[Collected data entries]
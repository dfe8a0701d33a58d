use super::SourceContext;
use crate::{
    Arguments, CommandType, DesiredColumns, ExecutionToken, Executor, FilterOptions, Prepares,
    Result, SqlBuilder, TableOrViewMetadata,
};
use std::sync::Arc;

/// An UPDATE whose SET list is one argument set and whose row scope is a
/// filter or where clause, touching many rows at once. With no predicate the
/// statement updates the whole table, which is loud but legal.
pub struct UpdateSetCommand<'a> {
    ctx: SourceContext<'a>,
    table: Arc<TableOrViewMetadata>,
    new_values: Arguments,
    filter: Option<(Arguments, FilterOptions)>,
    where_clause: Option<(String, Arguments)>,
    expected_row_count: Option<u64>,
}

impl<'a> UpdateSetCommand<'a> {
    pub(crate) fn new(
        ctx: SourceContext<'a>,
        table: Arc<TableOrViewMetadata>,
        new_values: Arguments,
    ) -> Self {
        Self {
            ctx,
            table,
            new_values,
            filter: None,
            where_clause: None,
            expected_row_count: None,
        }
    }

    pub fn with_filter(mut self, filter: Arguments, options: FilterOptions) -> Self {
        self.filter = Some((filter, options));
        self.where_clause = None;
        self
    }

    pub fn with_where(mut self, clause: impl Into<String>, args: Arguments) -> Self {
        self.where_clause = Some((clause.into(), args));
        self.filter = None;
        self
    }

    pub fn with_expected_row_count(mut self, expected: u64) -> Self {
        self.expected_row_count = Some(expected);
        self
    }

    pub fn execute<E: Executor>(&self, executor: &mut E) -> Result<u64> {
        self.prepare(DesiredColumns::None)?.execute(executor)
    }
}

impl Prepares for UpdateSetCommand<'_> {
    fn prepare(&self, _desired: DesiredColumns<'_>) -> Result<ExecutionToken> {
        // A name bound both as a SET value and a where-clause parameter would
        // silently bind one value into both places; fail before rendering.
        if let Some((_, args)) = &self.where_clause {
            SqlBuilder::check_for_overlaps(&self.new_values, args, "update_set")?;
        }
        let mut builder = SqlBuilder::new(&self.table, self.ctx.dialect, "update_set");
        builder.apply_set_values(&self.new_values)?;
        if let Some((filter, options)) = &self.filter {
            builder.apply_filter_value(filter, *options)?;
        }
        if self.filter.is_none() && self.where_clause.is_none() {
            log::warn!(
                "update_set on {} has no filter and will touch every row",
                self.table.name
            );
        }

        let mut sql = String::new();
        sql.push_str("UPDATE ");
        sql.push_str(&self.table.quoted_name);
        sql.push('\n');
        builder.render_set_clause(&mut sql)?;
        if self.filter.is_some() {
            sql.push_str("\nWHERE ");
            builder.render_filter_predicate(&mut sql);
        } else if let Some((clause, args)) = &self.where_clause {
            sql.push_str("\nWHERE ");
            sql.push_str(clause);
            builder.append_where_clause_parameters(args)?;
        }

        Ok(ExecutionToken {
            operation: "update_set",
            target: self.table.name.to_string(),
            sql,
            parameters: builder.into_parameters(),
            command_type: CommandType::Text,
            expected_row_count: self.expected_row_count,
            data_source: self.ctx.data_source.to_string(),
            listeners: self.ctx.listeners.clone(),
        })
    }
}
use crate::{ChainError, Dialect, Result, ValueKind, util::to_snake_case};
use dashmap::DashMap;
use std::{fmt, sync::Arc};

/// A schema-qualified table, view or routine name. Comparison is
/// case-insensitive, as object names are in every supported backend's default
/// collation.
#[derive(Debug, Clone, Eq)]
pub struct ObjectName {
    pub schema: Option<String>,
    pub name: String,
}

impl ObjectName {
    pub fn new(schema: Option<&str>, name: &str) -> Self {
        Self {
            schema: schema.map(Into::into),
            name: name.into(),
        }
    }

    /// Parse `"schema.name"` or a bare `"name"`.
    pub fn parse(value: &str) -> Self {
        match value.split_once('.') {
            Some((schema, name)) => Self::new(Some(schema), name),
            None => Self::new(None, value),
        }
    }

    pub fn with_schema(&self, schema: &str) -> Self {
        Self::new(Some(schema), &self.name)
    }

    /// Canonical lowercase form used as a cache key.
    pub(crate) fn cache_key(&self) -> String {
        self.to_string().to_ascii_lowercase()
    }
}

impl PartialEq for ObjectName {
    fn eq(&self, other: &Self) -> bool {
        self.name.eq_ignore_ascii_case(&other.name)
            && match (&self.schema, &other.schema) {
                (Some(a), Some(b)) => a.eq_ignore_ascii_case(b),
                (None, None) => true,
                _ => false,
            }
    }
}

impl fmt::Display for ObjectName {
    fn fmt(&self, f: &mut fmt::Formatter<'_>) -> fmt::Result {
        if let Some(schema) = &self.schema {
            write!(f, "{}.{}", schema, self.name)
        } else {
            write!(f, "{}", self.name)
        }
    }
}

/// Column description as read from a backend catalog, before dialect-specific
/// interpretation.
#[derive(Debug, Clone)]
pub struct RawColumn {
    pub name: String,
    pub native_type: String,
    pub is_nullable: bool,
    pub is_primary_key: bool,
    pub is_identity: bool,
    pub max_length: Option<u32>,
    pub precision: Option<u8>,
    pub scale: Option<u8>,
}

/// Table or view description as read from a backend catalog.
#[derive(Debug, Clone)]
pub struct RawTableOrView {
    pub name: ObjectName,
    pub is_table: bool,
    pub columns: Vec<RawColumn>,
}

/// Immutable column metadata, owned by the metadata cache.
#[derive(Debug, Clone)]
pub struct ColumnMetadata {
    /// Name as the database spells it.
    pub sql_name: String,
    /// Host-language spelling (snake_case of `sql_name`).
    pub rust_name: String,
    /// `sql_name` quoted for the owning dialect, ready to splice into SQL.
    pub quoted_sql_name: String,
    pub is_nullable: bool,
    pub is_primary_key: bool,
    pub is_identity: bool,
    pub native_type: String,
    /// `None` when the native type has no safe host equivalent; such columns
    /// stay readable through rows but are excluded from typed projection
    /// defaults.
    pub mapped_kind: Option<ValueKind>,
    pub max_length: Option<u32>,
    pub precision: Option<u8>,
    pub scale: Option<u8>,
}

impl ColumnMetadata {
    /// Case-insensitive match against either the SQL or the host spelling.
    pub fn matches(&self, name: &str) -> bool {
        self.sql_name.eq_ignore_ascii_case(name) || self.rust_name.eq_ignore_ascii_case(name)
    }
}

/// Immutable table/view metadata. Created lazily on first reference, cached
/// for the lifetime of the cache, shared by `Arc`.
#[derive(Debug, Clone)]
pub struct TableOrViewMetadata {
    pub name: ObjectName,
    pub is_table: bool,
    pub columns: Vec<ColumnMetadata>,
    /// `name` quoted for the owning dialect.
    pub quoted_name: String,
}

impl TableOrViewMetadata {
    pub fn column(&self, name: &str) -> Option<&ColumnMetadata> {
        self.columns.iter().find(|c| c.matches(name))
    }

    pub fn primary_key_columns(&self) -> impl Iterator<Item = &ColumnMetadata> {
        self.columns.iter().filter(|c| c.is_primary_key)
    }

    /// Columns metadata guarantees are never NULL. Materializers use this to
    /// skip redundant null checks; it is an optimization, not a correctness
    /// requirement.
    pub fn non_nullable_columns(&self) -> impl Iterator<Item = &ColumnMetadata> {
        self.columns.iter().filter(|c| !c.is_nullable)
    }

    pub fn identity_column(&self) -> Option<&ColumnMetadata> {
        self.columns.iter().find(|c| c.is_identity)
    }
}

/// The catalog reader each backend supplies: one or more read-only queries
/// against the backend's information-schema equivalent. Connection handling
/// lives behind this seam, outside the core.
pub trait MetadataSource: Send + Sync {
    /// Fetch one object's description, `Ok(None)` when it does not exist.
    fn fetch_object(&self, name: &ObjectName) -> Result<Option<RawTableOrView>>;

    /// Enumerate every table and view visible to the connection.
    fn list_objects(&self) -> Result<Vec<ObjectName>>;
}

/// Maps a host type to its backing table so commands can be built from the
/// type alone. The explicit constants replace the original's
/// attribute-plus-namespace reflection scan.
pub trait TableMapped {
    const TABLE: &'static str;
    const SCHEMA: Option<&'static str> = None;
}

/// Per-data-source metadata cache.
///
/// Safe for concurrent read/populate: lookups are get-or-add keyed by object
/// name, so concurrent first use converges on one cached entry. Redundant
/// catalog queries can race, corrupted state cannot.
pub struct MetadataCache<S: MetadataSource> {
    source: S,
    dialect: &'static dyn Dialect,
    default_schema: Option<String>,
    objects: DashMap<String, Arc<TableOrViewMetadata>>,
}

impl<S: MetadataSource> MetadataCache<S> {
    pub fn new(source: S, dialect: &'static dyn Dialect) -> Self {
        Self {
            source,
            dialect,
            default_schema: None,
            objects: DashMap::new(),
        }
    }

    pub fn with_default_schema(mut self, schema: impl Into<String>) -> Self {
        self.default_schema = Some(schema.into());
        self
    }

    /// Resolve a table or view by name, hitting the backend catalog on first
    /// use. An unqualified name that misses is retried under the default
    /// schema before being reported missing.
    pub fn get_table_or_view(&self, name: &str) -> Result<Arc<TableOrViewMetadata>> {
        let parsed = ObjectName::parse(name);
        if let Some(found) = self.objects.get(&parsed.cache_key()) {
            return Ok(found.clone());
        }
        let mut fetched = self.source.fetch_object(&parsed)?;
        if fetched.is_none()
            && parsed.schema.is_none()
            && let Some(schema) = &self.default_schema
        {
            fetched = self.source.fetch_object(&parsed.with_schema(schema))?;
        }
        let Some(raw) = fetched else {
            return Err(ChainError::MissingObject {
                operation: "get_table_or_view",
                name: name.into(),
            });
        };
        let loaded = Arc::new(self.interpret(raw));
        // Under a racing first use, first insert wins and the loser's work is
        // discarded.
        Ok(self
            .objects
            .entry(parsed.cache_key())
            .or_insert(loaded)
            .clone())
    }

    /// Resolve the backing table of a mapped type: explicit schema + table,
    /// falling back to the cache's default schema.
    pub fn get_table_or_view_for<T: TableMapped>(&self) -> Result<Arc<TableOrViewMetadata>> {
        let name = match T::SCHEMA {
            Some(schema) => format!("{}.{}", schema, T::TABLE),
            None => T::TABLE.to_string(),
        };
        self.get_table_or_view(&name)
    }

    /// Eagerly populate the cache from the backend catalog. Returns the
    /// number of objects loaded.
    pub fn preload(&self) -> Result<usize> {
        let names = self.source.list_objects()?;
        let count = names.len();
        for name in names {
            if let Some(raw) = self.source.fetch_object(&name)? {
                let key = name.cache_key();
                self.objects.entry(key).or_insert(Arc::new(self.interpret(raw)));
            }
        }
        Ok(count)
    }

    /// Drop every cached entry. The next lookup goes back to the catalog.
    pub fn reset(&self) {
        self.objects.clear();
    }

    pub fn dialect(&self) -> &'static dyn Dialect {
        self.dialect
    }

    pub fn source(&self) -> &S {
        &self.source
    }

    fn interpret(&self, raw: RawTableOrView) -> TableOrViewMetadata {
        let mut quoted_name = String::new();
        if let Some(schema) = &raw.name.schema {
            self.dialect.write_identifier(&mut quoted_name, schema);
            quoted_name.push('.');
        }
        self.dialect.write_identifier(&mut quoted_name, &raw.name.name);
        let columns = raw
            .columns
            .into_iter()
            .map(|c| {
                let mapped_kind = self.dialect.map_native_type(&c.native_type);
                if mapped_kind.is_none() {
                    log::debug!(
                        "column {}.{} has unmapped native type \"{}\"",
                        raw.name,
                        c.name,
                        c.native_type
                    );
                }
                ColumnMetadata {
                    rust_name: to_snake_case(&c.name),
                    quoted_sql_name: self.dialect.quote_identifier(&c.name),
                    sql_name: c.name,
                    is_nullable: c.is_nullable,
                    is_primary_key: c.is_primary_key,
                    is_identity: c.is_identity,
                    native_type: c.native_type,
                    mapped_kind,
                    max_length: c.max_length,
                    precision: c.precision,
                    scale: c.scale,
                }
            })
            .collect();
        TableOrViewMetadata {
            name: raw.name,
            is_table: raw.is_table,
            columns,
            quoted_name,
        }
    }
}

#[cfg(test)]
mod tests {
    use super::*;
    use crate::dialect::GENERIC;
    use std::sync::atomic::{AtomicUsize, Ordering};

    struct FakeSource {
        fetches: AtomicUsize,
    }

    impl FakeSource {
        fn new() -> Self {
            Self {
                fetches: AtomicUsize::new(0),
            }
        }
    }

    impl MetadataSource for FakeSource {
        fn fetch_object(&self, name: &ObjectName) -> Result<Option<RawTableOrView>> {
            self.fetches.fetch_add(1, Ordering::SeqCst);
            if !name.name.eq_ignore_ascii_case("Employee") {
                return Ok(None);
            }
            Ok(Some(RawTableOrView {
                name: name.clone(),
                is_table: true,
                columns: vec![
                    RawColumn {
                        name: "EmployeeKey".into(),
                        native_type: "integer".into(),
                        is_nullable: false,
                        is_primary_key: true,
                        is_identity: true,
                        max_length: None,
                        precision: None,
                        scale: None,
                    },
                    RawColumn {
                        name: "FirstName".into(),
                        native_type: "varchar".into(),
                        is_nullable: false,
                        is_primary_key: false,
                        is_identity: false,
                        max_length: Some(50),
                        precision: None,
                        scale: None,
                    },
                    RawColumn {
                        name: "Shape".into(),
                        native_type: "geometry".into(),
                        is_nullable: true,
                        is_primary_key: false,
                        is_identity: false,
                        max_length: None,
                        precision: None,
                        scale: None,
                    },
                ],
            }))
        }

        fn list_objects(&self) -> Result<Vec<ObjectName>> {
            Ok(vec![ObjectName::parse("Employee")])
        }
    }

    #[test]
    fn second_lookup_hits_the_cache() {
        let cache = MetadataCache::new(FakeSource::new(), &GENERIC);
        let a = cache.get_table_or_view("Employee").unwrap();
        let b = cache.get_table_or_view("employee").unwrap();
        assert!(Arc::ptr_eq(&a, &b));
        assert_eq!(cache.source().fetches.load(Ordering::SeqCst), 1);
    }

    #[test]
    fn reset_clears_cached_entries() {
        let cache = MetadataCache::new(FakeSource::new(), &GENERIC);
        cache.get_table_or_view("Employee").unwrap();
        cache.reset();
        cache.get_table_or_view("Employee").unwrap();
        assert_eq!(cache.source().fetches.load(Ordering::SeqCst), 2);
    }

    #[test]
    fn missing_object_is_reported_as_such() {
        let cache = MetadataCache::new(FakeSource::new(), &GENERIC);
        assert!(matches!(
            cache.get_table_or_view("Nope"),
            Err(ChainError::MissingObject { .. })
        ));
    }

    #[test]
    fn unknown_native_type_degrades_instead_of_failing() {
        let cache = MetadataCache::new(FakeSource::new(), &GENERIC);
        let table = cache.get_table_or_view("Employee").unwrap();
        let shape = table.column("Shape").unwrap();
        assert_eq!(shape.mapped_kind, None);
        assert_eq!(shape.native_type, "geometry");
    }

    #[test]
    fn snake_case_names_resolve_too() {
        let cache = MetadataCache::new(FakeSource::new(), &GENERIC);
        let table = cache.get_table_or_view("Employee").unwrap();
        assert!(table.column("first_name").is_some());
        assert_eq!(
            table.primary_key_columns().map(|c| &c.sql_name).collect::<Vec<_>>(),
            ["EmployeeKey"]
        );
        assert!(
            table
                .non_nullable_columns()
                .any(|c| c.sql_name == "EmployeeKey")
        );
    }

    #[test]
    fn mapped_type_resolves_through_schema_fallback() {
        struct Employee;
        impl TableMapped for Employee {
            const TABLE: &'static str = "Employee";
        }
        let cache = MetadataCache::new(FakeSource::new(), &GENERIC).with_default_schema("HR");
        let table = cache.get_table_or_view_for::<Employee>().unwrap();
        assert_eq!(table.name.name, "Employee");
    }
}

**Exercise prompt**
Copy out the lines above exactly, beginning at the one that contains "use super::SourceContext;" and ending at the one that contains "row scope is a".

**Answer to the exercise**
use super::SourceContext;
use crate::{
    Arguments, CommandType, DesiredColumns, ExecutionToken, Executor, FilterOptions, Prepares,
    Result, SqlBuilder, TableOrViewMetadata,
};
use std::sync::Arc;

/// An UPDATE whose SET list is one argument set and whose row scope is a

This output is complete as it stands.